Multiple Sclerosis: Montel Williams and MS (cont.)
When I realized I had to come forward, I sat my children down first, at the time they were 4, 5 and a half, 11 and 16, and it was difficult, because my two youngest only understood the word disease and ill. They got very scared. My two oldest I think initially accepted what appeared to be the stereotypical prognosis, that their dad was going to be in a wheelchair the next day. I tell you, I said the same things to them that I say to people every day: "I will define who I am as your father with MS: I may not be able to run and play basketball, but believe me, I can be there when you do and even if I have to roll myself up there, I'll be there for you." My kids have given me the most motivation and they are the reason that I strive so hard every day to get up and face this disease straight on, because they do it with me. They ask me how I feel, how I'm doing, my son is constantly trying to poke me with a needle. He would love to give me my shots, because he wants to help.
I told my kids, my parents, my siblings, and I told the corporate hierarchy. Even today I don't understand why I was so surprised, but I was surprised that everyone supported me a million percent. Then I decided to hold a press conference.
I have held to every word I said at that press conference. I stated I would start a foundation and ensure that every penny the public sent to me went back out in the form of grants to find a cure. We are the only foundation that can state that. All administration costs are paid for out of my pocket or select corporate donations to pay for specific administrative this or that. Every single penny that the public has sent to me has gone back out of our foundation and been placed in the hands of researchers and scientists to find a cure. And we will continue to do that. No other foundation can state that.
I fortunately have never been hit with the fatigue issues so many of us have. I don't share some of the mental acuity issues that some of us have. So for me, my best therapy against MS has been working hard, keeping myself busy, and I do so just about 24 hours a day.
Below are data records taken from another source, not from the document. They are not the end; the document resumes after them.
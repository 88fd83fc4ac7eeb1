use crate::indicators::{calculate_ema, calculate_sma, trailing_average};
use crate::models::{Bar, ParameterSet, Signal, SignalSide};
use crate::param_utils::{get_param_bool, get_param_f64, get_param_usize_at_least};
use std::collections::HashMap;

const STRATEGY_NAME: &str = "moving-average";

/// Dual moving-average crossover. A BUY fires once the short average is above
/// the long one by at least the signal threshold, a SELL on the mirror move.
/// Each direction is emitted once per cross; optional volume confirmation
/// suppresses thin-volume signals until volume picks up.
pub struct MovingAverageStrategy {
    short_period: usize,
    long_period: usize,
    use_ema: bool,
    signal_threshold: f64,
    use_volume_confirmation: bool,
    volume_multiplier: f64,
    trend_lookback: usize,
    base_quantity: f64,
    last_emitted: HashMap<String, SignalSide>,
}

impl MovingAverageStrategy {
    pub fn new(parameters: &ParameterSet) -> Self {
        let short_period = get_param_usize_at_least(parameters, "shortPeriod", 5, 1);
        let long_period =
            get_param_usize_at_least(parameters, "longPeriod", 20, 2).max(short_period + 1);
        Self {
            short_period,
            long_period,
            use_ema: get_param_bool(parameters, "useEma", false),
            signal_threshold: get_param_f64(parameters, "signalThreshold", 0.01).max(0.0),
            use_volume_confirmation: get_param_bool(parameters, "useVolumeConfirmation", true),
            volume_multiplier: get_param_f64(parameters, "volumeMultiplier", 1.5).max(0.0),
            trend_lookback: get_param_usize_at_least(parameters, "trendLookback", 60, 2),
            base_quantity: get_param_f64(parameters, "baseQuantity", 100.0).max(0.0),
            last_emitted: HashMap::new(),
        }
    }

    fn moving_average(&self, prices: &[f64], period: usize) -> Vec<f64> {
        if self.use_ema {
            calculate_ema(prices, period)
        } else {
            calculate_sma(prices, period)
        }
    }

    fn volume_confirmation(&self, bars: &[Bar]) -> (bool, f64) {
        if !self.use_volume_confirmation {
            // Neutral contribution when the filter is off.
            return (true, 0.5);
        }
        let volumes: Vec<f64> = bars.iter().map(|b| b.volume).collect();
        let history = &volumes[..volumes.len() - 1];
        let average = trailing_average(history, self.long_period);
        if average <= 0.0 {
            return (true, 0.5);
        }
        let ratio = volumes[volumes.len() - 1] / average;
        let confirmed = ratio >= self.volume_multiplier;
        let score = (ratio / self.volume_multiplier).min(1.0);
        (confirmed, score)
    }

    fn trend_score(&self, prices: &[f64], side: SignalSide) -> f64 {
        if prices.len() < self.trend_lookback {
            return 0.5;
        }
        let trend_average = trailing_average(prices, self.trend_lookback);
        let close = prices[prices.len() - 1];
        let aligned = match side {
            SignalSide::Buy => close > trend_average,
            SignalSide::Sell => close < trend_average,
        };
        if aligned {
            1.0
        } else {
            0.0
        }
    }
}

impl super::Strategy for MovingAverageStrategy {
    fn name(&self) -> &str {
        STRATEGY_NAME
    }

    fn min_history(&self) -> usize {
        self.long_period + 1
    }

    fn generate_signal(&mut self, symbol: &str, bars: &[Bar]) -> Option<Signal> {
        if bars.len() < self.min_history() {
            return None;
        }

        let prices: Vec<f64> = bars.iter().map(|b| b.close).collect();
        let short = self.moving_average(&prices, self.short_period);
        let long = self.moving_average(&prices, self.long_period);

        let n = prices.len();
        let (curr_short, curr_long) = (short[n - 1], long[n - 1]);
        if curr_long <= 0.0 {
            return None;
        }

        let gap = (curr_short - curr_long) / curr_long;
        let last = self.last_emitted.get(symbol).copied();

        let side = if gap >= self.signal_threshold && last != Some(SignalSide::Buy) {
            SignalSide::Buy
        } else if -gap >= self.signal_threshold && last == Some(SignalSide::Buy) {
            SignalSide::Sell
        } else {
            return None;
        };
        let gap = gap.abs();

        let (volume_ok, volume_score) = self.volume_confirmation(bars);
        if !volume_ok {
            // Leave state untouched so the signal can fire once volume confirms.
            return None;
        }

        let gap_score = (gap / (self.signal_threshold.max(1e-9) * 2.0)).min(1.0);
        let trend_score = self.trend_score(&prices, side);
        let confidence = 0.5 * gap_score + 0.3 * volume_score + 0.2 * trend_score;

        self.last_emitted.insert(symbol.to_string(), side);

        let bar = &bars[n - 1];
        let direction = match side {
            SignalSide::Buy => "above",
            SignalSide::Sell => "below",
        };
        let reason = format!(
            "short MA {:.4} {} long MA {:.4} (gap {:.2}%)",
            curr_short,
            direction,
            curr_long,
            gap * 100.0
        );

        Some(Signal::new(
            symbol,
            side,
            bar.close,
            self.base_quantity,
            confidence,
            reason,
            STRATEGY_NAME,
            bar.close_time,
        ))
    }

    fn reset(&mut self) {
        self.last_emitted.clear();
    }
}

#[cfg(test)]
mod tests {
    use super::*;
    use crate::strategy::Strategy;
    use chrono::{Duration, TimeZone, Utc};

    fn series(closes: &[f64], volumes: &[f64]) -> Vec<Bar> {
        let start = Utc.with_ymd_and_hms(2024, 1, 1, 0, 0, 0).unwrap();
        closes
            .iter()
            .zip(volumes.iter())
            .enumerate()
            .map(|(i, (close, volume))| {
                let open_time = start + Duration::days(i as i64);
                Bar {
                    symbol: "AAA".to_string(),
                    open_time,
                    close_time: open_time + Duration::days(1),
                    open: *close,
                    high: close * 1.01,
                    low: close * 0.99,
                    close: *close,
                    volume: *volume,
                    interval: crate::models::Interval::D1,
                }
            })
            .collect()
    }

    fn params(volume_confirmation: bool) -> ParameterSet {
        let mut params = ParameterSet::new();
        params.insert("shortPeriod".to_string(), 5.0);
        params.insert("longPeriod".to_string(), 20.0);
        params.insert("signalThreshold".to_string(), 0.01);
        params.insert(
            "useVolumeConfirmation".to_string(),
            if volume_confirmation { 1.0 } else { 0.0 },
        );
        params
    }

    #[test]
    fn rising_series_buys_and_never_sells() {
        let closes: Vec<f64> = (0..100).map(|i| 100.0 + i as f64).collect();
        let volumes = vec![1_000.0; 100];
        let bars = series(&closes, &volumes);
        let mut strategy = MovingAverageStrategy::new(&params(false));

        let mut buys = 0;
        let mut first_buy_index = None;
        for i in 0..bars.len() {
            if let Some(signal) = strategy.generate_signal("AAA", &bars[..=i]) {
                match signal.side {
                    SignalSide::Buy => {
                        buys += 1;
                        first_buy_index.get_or_insert(i);
                    }
                    SignalSide::Sell => panic!("unexpected sell in rising series at bar {}", i),
                }
            }
        }

        assert_eq!(buys, 1);
        let first = first_buy_index.unwrap();
        assert!((20..30).contains(&first), "first buy at bar {}", first);
    }

    #[test]
    fn volume_confirmation_suppresses_thin_crossovers() {
        let closes: Vec<f64> = (0..60).map(|i| 100.0 + i as f64).collect();
        let volumes = vec![1_000.0; 60];
        let bars = series(&closes, &volumes);
        let mut strategy = MovingAverageStrategy::new(&params(true));

        for i in 0..bars.len() {
            // Flat volume never reaches 1.5x its trailing average.
            assert!(strategy.generate_signal("AAA", &bars[..=i]).is_none());
        }
    }

    #[test]
    fn downward_cross_emits_sell_after_uptrend() {
        let mut closes: Vec<f64> = (0..40).map(|i| 100.0 + i as f64).collect();
        closes.extend((0..40).map(|i| 139.0 - 2.0 * i as f64));
        let volumes = vec![1_000.0; closes.len()];
        let bars = series(&closes, &volumes);
        let mut strategy = MovingAverageStrategy::new(&params(false));

        let mut sides = Vec::new();
        for i in 0..bars.len() {
            if let Some(signal) = strategy.generate_signal("AAA", &bars[..=i]) {
                assert!(signal.confidence > 0.0 && signal.confidence <= 1.0);
                sides.push(signal.side);
            }
        }
        assert_eq!(sides, vec![SignalSide::Buy, SignalSide::Sell]);
    }

    #[test]
    fn reset_clears_crossover_memory() {
        let closes: Vec<f64> = (0..30).map(|i| 100.0 + i as f64).collect();
        let volumes = vec![1_000.0; 30];
        let bars = series(&closes, &volumes);
        let mut strategy = MovingAverageStrategy::new(&params(false));

        let mut first_pass = Vec::new();
        for i in 0..bars.len() {
            if let Some(signal) = strategy.generate_signal("AAA", &bars[..=i]) {
                first_pass.push(signal.side);
            }
        }
        strategy.reset();
        let mut second_pass = Vec::new();
        for i in 0..bars.len() {
            if let Some(signal) = strategy.generate_signal("AAA", &bars[..=i]) {
                second_pass.push(signal.side);
            }
        }
        assert_eq!(first_pass, second_pass);
        assert_eq!(first_pass, vec![SignalSide::Buy]);
    }
}
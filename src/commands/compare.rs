use crate::commands::run::load_source;
use crate::compare::{run_compare, CompareTask};
use crate::config::{BacktestConfig, CompareEntry};
use crate::data::MarketDataSource;
use crate::models::Interval;
use crate::optimizer::composite_score;
use crate::strategy::StrategyKind;
use anyhow::{anyhow, Context, Result};
use chrono::{Duration, Utc};
use log::info;
use std::collections::HashMap;
use std::path::PathBuf;
use std::str::FromStr;

pub struct CompareArgs {
    pub config_file: PathBuf,
    pub data_file: Option<PathBuf>,
    pub symbols: Vec<String>,
    pub interval: Interval,
    pub years: f64,
    pub capital: f64,
    pub commission: f64,
    pub concurrency: usize,
}

/// Backtests every configuration in the config file against the same data
/// and prints them ranked by composite score.
pub async fn run(args: CompareArgs) -> Result<()> {
    let content = std::fs::read_to_string(&args.config_file)
        .with_context(|| format!("failed to read {}", args.config_file.display()))?;
    let entries: Vec<CompareEntry> = serde_json::from_str(&content)
        .with_context(|| format!("failed to parse {}", args.config_file.display()))?;
    if entries.is_empty() {
        return Err(anyhow!(
            "{} contains no configurations",
            args.config_file.display()
        ));
    }

    let end_date = Utc::now();
    let days = (args.years * 365.25).round().max(1.0) as i64;
    let config = BacktestConfig {
        symbols: args.symbols.clone(),
        interval: args.interval,
        start_date: end_date - Duration::days(days),
        end_date,
        initial_capital: args.capital,
        commission_rate: args.commission,
        slippage_rate: 0.0,
        order_ttl_bars: 10,
    };
    config.validate()?;

    let source = load_source(&args.data_file, &args.symbols, args.interval, &config)?;
    let limit = crate::data::bars_needed(config.start_date, config.end_date, args.interval);
    let mut bars_by_symbol = HashMap::new();
    for symbol in &args.symbols {
        bars_by_symbol.insert(
            symbol.clone(),
            source.get_klines(symbol, args.interval, limit)?,
        );
    }

    let mut tasks = Vec::with_capacity(entries.len());
    for entry in entries {
        let kind = StrategyKind::from_str(&entry.strategy)?;
        let mut parameters = kind.default_parameters();
        for (key, value) in entry.parameters {
            parameters.insert(key, value);
        }
        tasks.push(CompareTask {
            name: entry.name,
            kind,
            parameters,
        });
    }

    info!("Comparing {} configurations", tasks.len());
    let outcomes = run_compare(&config, tasks, bars_by_symbol, args.concurrency)?;

    println!("\n=== STRATEGY COMPARISON ===\n");
    for (rank, outcome) in outcomes.iter().enumerate() {
        match (&outcome.result, &outcome.error) {
            (Some(result), _) => {
                println!(
                    "Rank {}: {} (score {:.4})",
                    rank + 1,
                    outcome.name,
                    composite_score(&result.performance)
                );
                println!(
                    "  Return {:.2}%, Sharpe {:.4}, Drawdown {:.2}%, Win rate {:.2}%, Trades {}",
                    result.performance.total_return * 100.0,
                    result.performance.sharpe_ratio,
                    result.performance.max_drawdown * 100.0,
                    result.performance.win_rate * 100.0,
                    result.performance.total_trades
                );
            }
            (None, Some(error)) => {
                println!("Rank {}: {} FAILED: {}", rank + 1, outcome.name, error);
            }
            (None, None) => {}
        }
    }
    println!();
    Ok(())
}
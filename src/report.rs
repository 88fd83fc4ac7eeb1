use crate::models::BacktestResult;
use anyhow::{anyhow, Context, Result};
use std::fmt::Write as FmtWrite;
use std::fs;
use std::path::Path;
use std::str::FromStr;

#[derive(Debug, Clone, Copy, PartialEq, Eq)]
pub enum ReportFormat {
    Html,
    Markdown,
    Json,
}

impl ReportFormat {
    pub fn as_str(&self) -> &'static str {
        match self {
            ReportFormat::Html => "html",
            ReportFormat::Markdown => "markdown",
            ReportFormat::Json => "json",
        }
    }
}

impl FromStr for ReportFormat {
    type Err = anyhow::Error;

    fn from_str(s: &str) -> Result<Self, Self::Err> {
        match s.trim().to_ascii_lowercase().as_str() {
            "html" => Ok(ReportFormat::Html),
            "markdown" | "md" => Ok(ReportFormat::Markdown),
            "json" => Ok(ReportFormat::Json),
            other => Err(anyhow!("Unknown report format '{}'", other)),
        }
    }
}

/// Renders a backtest result to the requested format and writes it out.
/// Report writes are the user-requested output, so failures are fatal.
pub fn write_report(result: &BacktestResult, format: ReportFormat, path: &Path) -> Result<()> {
    let content = render(result, format)?;
    fs::write(path, content)
        .with_context(|| format!("failed to write report to {}", path.display()))?;
    Ok(())
}

pub fn render(result: &BacktestResult, format: ReportFormat) -> Result<String> {
    match format {
        ReportFormat::Json => {
            serde_json::to_string_pretty(result).context("failed to serialize backtest result")
        }
        ReportFormat::Markdown => Ok(render_markdown(result)),
        ReportFormat::Html => Ok(render_html(result)),
    }
}

fn metric_rows(result: &BacktestResult) -> Vec<(&'static str, String)> {
    let p = &result.performance;
    vec![
        ("Total return", format!("{:.2}%", p.total_return * 100.0)),
        (
            "Annualized return",
            format!("{:.2}%", p.annualized_return * 100.0),
        ),
        ("Volatility", format!("{:.2}%", p.volatility * 100.0)),
        ("Max drawdown", format!("{:.2}%", p.max_drawdown * 100.0)),
        ("Sharpe ratio", format!("{:.4}", p.sharpe_ratio)),
        ("Sortino ratio", format!("{:.4}", p.sortino_ratio)),
        ("Win rate", format!("{:.2}%", p.win_rate * 100.0)),
        (
            "Profit factor",
            if p.profit_factor.is_finite() {
                format!("{:.4}", p.profit_factor)
            } else {
                "inf".to_string()
            },
        ),
        ("Average trade", format!("{:.2}", p.average_trade)),
        ("Closed trades", format!("{}", p.total_trades)),
        ("Winning trades", format!("{}", p.winning_trades)),
        ("Losing trades", format!("{}", p.losing_trades)),
    ]
}

fn render_markdown(result: &BacktestResult) -> String {
    let mut out = String::new();
    let _ = writeln!(out, "# Backtest report: {}", result.strategy);
    let _ = writeln!(out);
    let _ = writeln!(out, "- Symbols: {}", result.symbols.join(", "));
    let _ = writeln!(
        out,
        "- Period: {} to {}",
        result.start_date.format("%Y-%m-%d"),
        result.end_date.format("%Y-%m-%d")
    );
    let _ = writeln!(out, "- Initial capital: {:.2}", result.initial_capital);
    let _ = writeln!(out, "- Final equity: {:.2}", result.final_equity);
    let _ = writeln!(out);
    let _ = writeln!(out, "| Metric | Value |");
    let _ = writeln!(out, "|---|---|");
    for (name, value) in metric_rows(result) {
        let _ = writeln!(out, "| {} | {} |", name, value);
    }
    let _ = writeln!(out);
    let _ = writeln!(out, "## Trades");
    let _ = writeln!(out);
    let _ = writeln!(out, "| Symbol | Entry | Exit | Qty | PnL |");
    let _ = writeln!(out, "|---|---|---|---|---|");
    for trade in &result.trades {
        let exit = trade
            .exit_time
            .map(|t| t.format("%Y-%m-%d").to_string())
            .unwrap_or_else(|| "open".to_string());
        let pnl = trade
            .pnl
            .map(|p| format!("{:.2}", p))
            .unwrap_or_else(|| "-".to_string());
        let _ = writeln!(
            out,
            "| {} | {} | {} | {:.2} | {} |",
            trade.symbol,
            trade.entry_time.format("%Y-%m-%d"),
            exit,
            trade.quantity,
            pnl
        );
    }
    out
}

fn render_html(result: &BacktestResult) -> String {
    let mut rows = String::new();
    for (name, value) in metric_rows(result) {
        let _ = writeln!(rows, "<tr><td>{}</td><td>{}</td></tr>", name, value);
    }
    let mut trade_rows = String::new();
    for trade in &result.trades {
        let exit = trade
            .exit_time
            .map(|t| t.format("%Y-%m-%d").to_string())
            .unwrap_or_else(|| "open".to_string());
        let pnl = trade
            .pnl
            .map(|p| format!("{:.2}", p))
            .unwrap_or_else(|| "-".to_string());
        let _ = writeln!(
            trade_rows,
            "<tr><td>{}</td><td>{}</td><td>{}</td><td>{:.2}</td><td>{}</td></tr>",
            trade.symbol,
            trade.entry_time.format("%Y-%m-%d"),
            exit,
            trade.quantity,
            pnl
        );
    }

    format!(
        "<!DOCTYPE html>\n<html>\n<head>\n<meta charset=\"utf-8\">\n<title>Backtest report: {strategy}</title>\n\
         <style>body{{font-family:sans-serif;margin:2em}}table{{border-collapse:collapse}}td,th{{border:1px solid #ccc;padding:4px 8px}}</style>\n\
         </head>\n<body>\n<h1>Backtest report: {strategy}</h1>\n\
         <p>Symbols: {symbols}<br>Period: {start} to {end}<br>Initial capital: {capital:.2}<br>Final equity: {equity:.2}</p>\n\
         <h2>Performance</h2>\n<table>{rows}</table>\n\
         <h2>Trades</h2>\n<table><tr><th>Symbol</th><th>Entry</th><th>Exit</th><th>Qty</th><th>PnL</th></tr>{trade_rows}</table>\n\
         </body>\n</html>\n",
        strategy = result.strategy,
        symbols = result.symbols.join(", "),
        start = result.start_date.format("%Y-%m-%d"),
        end = result.end_date.format("%Y-%m-%d"),
        capital = result.initial_capital,
        equity = result.final_equity,
        rows = rows,
        trade_rows = trade_rows,
    )
}

#[cfg(test)]
mod tests {
    use super::*;
    use crate::models::{EquityPoint, PerformanceSummary};
    use chrono::{TimeZone, Utc};

    fn sample_result() -> BacktestResult {
        let start = Utc.with_ymd_and_hms(2024, 1, 1, 0, 0, 0).unwrap();
        let end = Utc.with_ymd_and_hms(2024, 6, 1, 0, 0, 0).unwrap();
        BacktestResult {
            id: "r1".to_string(),
            strategy: "moving-average".to_string(),
            symbols: vec!["AAA".to_string()],
            start_date: start,
            end_date: end,
            initial_capital: 100_000.0,
            final_equity: 104_500.0,
            performance: PerformanceSummary {
                total_return: 0.045,
                annualized_return: 0.11,
                volatility: 0.2,
                max_drawdown: 0.08,
                sharpe_ratio: 0.9,
                sortino_ratio: 1.2,
                win_rate: 0.6,
                profit_factor: f64::INFINITY,
                average_trade: 150.0,
                total_trades: 10,
                winning_trades: 6,
                losing_trades: 4,
            },
            equity_curve: vec![EquityPoint {
                time: start,
                equity: 100_000.0,
                drawdown: 0.0,
            }],
            trades: Vec::new(),
            created_at: end,
        }
    }

    #[test]
    fn json_report_round_trips() {
        let rendered = render(&sample_result(), ReportFormat::Json).unwrap();
        let parsed: BacktestResult = serde_json::from_str(&rendered).unwrap();
        assert_eq!(parsed.strategy, "moving-average");
        assert!((parsed.performance.total_return - 0.045).abs() < 1e-12);
        assert!(parsed.performance.profit_factor.is_infinite());
    }

    #[test]
    fn markdown_report_mentions_key_metrics() {
        let rendered = render(&sample_result(), ReportFormat::Markdown).unwrap();
        assert!(rendered.contains("# Backtest report: moving-average"));
        assert!(rendered.contains("| Total return | 4.50% |"));
        assert!(rendered.contains("| Profit factor | inf |"));
    }

    #[test]
    fn html_report_is_written_to_disk() {
        let dir = tempfile::tempdir().unwrap();
        let path = dir.path().join("report.html");
        write_report(&sample_result(), ReportFormat::Html, &path).unwrap();
        let content = std::fs::read_to_string(&path).unwrap();
        assert!(content.contains("<title>Backtest report: moving-average</title>"));
    }
}
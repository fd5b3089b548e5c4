//! CLI arguments, environment fallbacks and the resolved server settings.

use clap::{ArgAction, Parser};
use shadow_rs::formatcp;
use std::fmt;
use std::net::SocketAddr;
use std::path::PathBuf;
use std::str::FromStr;

use crate::build;

const VERSION_INFO: &str = formatcp!(
    r#"{}\ncommit_hash: {}\nbuild_time: {}\nbuild_env: {},{}"#,
    build::PKG_VERSION,
    build::SHORT_COMMIT,
    build::BUILD_TIME,
    build::RUST_VERSION,
    build::RUST_CHANNEL
);

pub const DEFAULT_ADDR: &str = "0.0.0.0:4000";
pub const DEFAULT_DIR: &str = ".";
pub const DEFAULT_MODE: &str = "http";
pub const UPLOAD_ENV: &str = "GOUP_UPLOAD";

const AFTER_HELP: &str = "Environment variables (get overridden by command line arguments):
  GOUP_UPLOAD=false: disable uploads
  GOUP_DIR=<path>: see --dir
  GOUP_MODE=(http|fcgi): see --mode";

/// CLI arguments and environment configuration for the server.
#[derive(Parser, Debug)]
#[command(
    name = "goup",
    version = VERSION_INFO,
    about = "Minimal file listing and upload server",
    after_help = AFTER_HELP
)]
pub struct Args {
    #[arg(
        short = 'm',
        long,
        env = "GOUP_MODE",
        default_value = DEFAULT_MODE,
        help = "Run either standalone (http) or as FCGI application (fcgi)"
    )]
    pub mode: String,
    #[arg(
        short = 'a',
        long,
        default_value = DEFAULT_ADDR,
        help = "Listen on this address"
    )]
    pub addr: SocketAddr,
    #[arg(
        short = 'd',
        long,
        env = "GOUP_DIR",
        default_value = DEFAULT_DIR,
        help = "Directory for storing and serving files"
    )]
    pub dir: PathBuf,
    #[arg(
        long,
        num_args = 0..=1,
        require_equals = true,
        default_missing_value = "true",
        action = ArgAction::Set,
        value_name = "BOOL",
        help = "Disable uploads [default: GOUP_UPLOAD=false, otherwise enabled]"
    )]
    pub noupload: Option<bool>,
    #[arg(
        short = 'v',
        long,
        num_args = 0..=1,
        require_equals = true,
        default_value_t = true,
        default_missing_value = "true",
        action = ArgAction::Set,
        value_name = "BOOL",
        help = "Verbose output (no output at all when false)"
    )]
    pub verbose: bool,
}

impl Args {
    /// Resolves the upload switch: the flag wins, then `GOUP_UPLOAD`, then enabled.
    pub fn uploads_enabled(&self, upload_env: Option<&str>) -> bool {
        match self.noupload {
            Some(noupload) => !noupload,
            None => upload_env != Some("false"),
        }
    }

    /// Builds the per-request settings handed to the router.
    pub fn server_config(&self, upload_env: Option<&str>) -> ServerConfig {
        ServerConfig {
            root: self.dir.clone(),
            upload_enabled: self.uploads_enabled(upload_env),
        }
    }
}

/// Settings shared read-only by every request handler.
#[derive(Clone, Debug)]
pub struct ServerConfig {
    pub root: PathBuf,
    pub upload_enabled: bool,
}

/// Transport the router is exposed through.
#[derive(Clone, Copy, Debug, PartialEq, Eq)]
pub enum Mode {
    Http,
    Fcgi,
}

#[derive(Debug)]
pub struct UnknownMode(pub String);

impl fmt::Display for UnknownMode {
    fn fmt(&self, f: &mut fmt::Formatter<'_>) -> fmt::Result {
        write!(f, "Unknown mode '{}'!", self.0)
    }
}

impl std::error::Error for UnknownMode {}

impl FromStr for Mode {
    type Err = UnknownMode;

    fn from_str(value: &str) -> Result<Self, Self::Err> {
        match value {
            "http" => Ok(Mode::Http),
            "fcgi" => Ok(Mode::Fcgi),
            other => Err(UnknownMode(other.to_string())),
        }
    }
}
I was told when I was diagnosed by one doctor, this was now 5 years ago, that I would probably have to quit my show and definitely stop working out the way I was and try to find some things to do that would be less emotionally draining. Since that diagnosis I've started three other companies, I've extended my show and will extend production of my show again, because like I said earlier, I refuse to let anyone else define me as a person with MS other than myself. When the doctors tell me I should be tired, I refuse to buy it and I'm not.
Since my diagnosis, I have been prescribed almost every pain pill available. I have taken OxyContin, I've taken Percocet, Ultracet, Vicodin, Lortab and the list goes on. To the point that at one point my digestive system was so messed up I had to do multiple cleanses just to get me going again. I now utilize, through a prescription I have in the state of California, medicinal marijuana and utilize it in an edible form about 40 minutes before I go to sleep, and it has reduced my night tremors about 60% and has reduced the pain in my feet from 20%to 40%, depending on the level of pain. On any given day on a scale of 1 to 10, I walk around with my feet in a fire pit at a pain level of about 5. Medicinal marijuana can reduce that to about 3. Lortab or Vicodin can't even take the edge off.